Home from hospital Mussolini spent his time building up a new party with new political beliefs – Fascism was officially founded on 19th March 1919. Bruno was born in April 1918. Mussolini was often away from home generating support for his new party, but he was able to find the time to learn to fly a plane, starting lessons in July 1920. By 30th October 1922 Mussolini had been made Italy’s prime minister, following the March on Rome on the 22nd[ix]. He became Dictator of Italy in January 1925[x].
At some time between 1922-3 the Mussolini family moved to the Villa Carpena in Milan, while Mussolini worked & carried on womanizing in Rome, now even more the absent father. Ida Dalser was not Mussolini’s only lover throughout his tempestuous marriage to Rachele; there was also Margareta Sarfati, art critic on Avanti! She was to remain important in Mussolini’s life until the war.

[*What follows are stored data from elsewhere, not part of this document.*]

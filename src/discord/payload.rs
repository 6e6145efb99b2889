//! Argument payloads for Discord's send and add-files calls.

use serde::{Deserialize, Serialize};
use std::path::PathBuf;

use super::embed::Embed;

/// Arguments for sending a message to a text channel or thread.
///
/// `embeds` is `None` when the message carries no links at all, which is
/// different from `Some(vec![])`.
#[derive(Debug, Clone, PartialEq, Eq, Serialize, Deserialize)]
pub struct SendArguments {
    pub content: String,
    #[serde(skip_serializing_if = "Option::is_none")]
    pub embeds: Option<Vec<Embed>>,
}

/// One file to attach to an already-sent message.
#[derive(Debug, Clone, PartialEq, Eq, Serialize, Deserialize)]
pub struct FileUpload {
    /// Where the downloaded bytes live on disk
    pub local_path: PathBuf,
    /// The name Discord should show for the file
    #[serde(skip_serializing_if = "Option::is_none")]
    pub display_name: Option<String>,
}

Not to mention an ever changing parade of women passing up the back stairs to the Prime Minister’s office. And in 1923 Rachele apparently returned the compliment by taking a lover of her own from Forli. Edda was later to follow her parents’ example.
Following Edda’s falling in love with the Forli stationmaster during the summer, she was sent away to school near Florence in October 1925 at the Santissima Annunziata College in Poggio Imperiale, where she was bullied. Mussolini wrote to the school in November with the pious hope that she would be treated the same as the other girls, many of whom were from aristocratic backgrounds. Edda, in letters to friends back in Milan, made impractical escape plans, which she reluctantly abandoned [xi].

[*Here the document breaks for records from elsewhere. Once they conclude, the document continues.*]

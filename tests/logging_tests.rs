use slack2discord::core::config::{AppConfig, LogFormat};
use slack2discord::{setup_logging, setup_logging_with};

#[test]
fn test_logging_setup() {
    // Neither the first install nor a repeated one should panic
    let result = std::panic::catch_unwind(|| {
        setup_logging();
        setup_logging_with(&AppConfig {
            log_format: LogFormat::Pretty,
            log_filter: "slack2discord=debug".to_string(),
        });
    });

    assert!(result.is_ok(), "setup_logging function should not panic");
}

#[test]
fn test_logging_setup_with_bad_filter() {
    let result = std::panic::catch_unwind(|| {
        setup_logging_with(&AppConfig {
            log_format: LogFormat::Json,
            log_filter: "=[not a directive".to_string(),
        });
    });

    assert!(result.is_ok(), "an invalid filter should fall back, not panic");
}
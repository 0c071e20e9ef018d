//! Site translations, the stored language preference, and the switcher tying them to the page.

pub mod storage;
pub mod switcher;
pub mod table;

pub use storage::{
    FileStore,
    MemoryStore,
    PreferenceStore,
    StorageError,
};
pub use switcher::LanguageSwitcher;
pub use table::{
    CoverageGap,
    TranslationError,
    TranslationTable,
    flatten_json,
};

In December 1925 Mussolini & Rachele were married for a second time by a priest in their Milan home to regularise the Prime Minister’s home relationship in the eyes of the Catholic church. Prior to this second marriage Edda & her brothers were christened.Three years later the Mussolinis sent their wild child Edda to India in December 1928, chaperoned by a Senator Conti & his wife. Edda returned in January 1929, having grown up according to her brother.
Rachele & the children did not join Mussolini in Rome until November 1929, by which time Rachele had given birth to another two children – Romano in September 1927 & Anna Maria in September 1929, in an attempt to encourage the Italian people to follow likewise & have large families. The Mussolini family moved into the Villa Torlonia, paying a peppercorn rent to the owner Prince Torlonia. Almost immediately Rachele sacked the housekeeper, who had been with Mussolini since 1923[xii].
Edda took to Rome like a duck takes to water, so much so that her Aunt Edvige suggested to Mussolini that Edda be married to a nice boy from Forli. Edda’s engagement to Count Pier-Francesco Mangelli, whose father was an industrialist, lasted until Edda was told to break it off by her father on 17th January 1930. Pier-Francesco had had the temerity to ask the Duce for a dowry[xiii]. By then Edda had already met the man she was to marry - the son of one of her father's ministers.



[i] Mussolini: A New Life by Nicholas Farrell, 2004, Phoenix
[ii] My Truth by Edda Mussolini Ciano 1977, Wiedenfeld & Nicholson, Mussolini by Vittorio Mussolini 1973 New English Library
[iii] Mussolini - Farrell
[iv] Ibid
[v] My Truth - Ciano
[vi] The Real Mussolini by Rachele Mussolini 1974, Saxon House, Mussolini - Farrell
[vii] Mussolini - Mussolini
[viii] Ibid
[ix] Mussolini – Farrell, My Truth - Ciano
[x] Mussolini - Farrell
[xi] Mussolini by RJB Bosworth 2002, Arnold, Mussolini - Mussolini
[xii] Mussolini – Bosworth, Mussolini – Farrell, Mussolini - Mussolini
[xiii] My Truth – Ciano, Mussolini’s Shadow – Moseley, Mussolini - Mussolini

1 comment:

  1. Congratulations on your new endeavor Helen. I enjoyed reading the first installment about wild child Edda. How I wish I could have been a fly on the wall for the catfight between Ida Dasler and Rachele. I'm incurably nosy!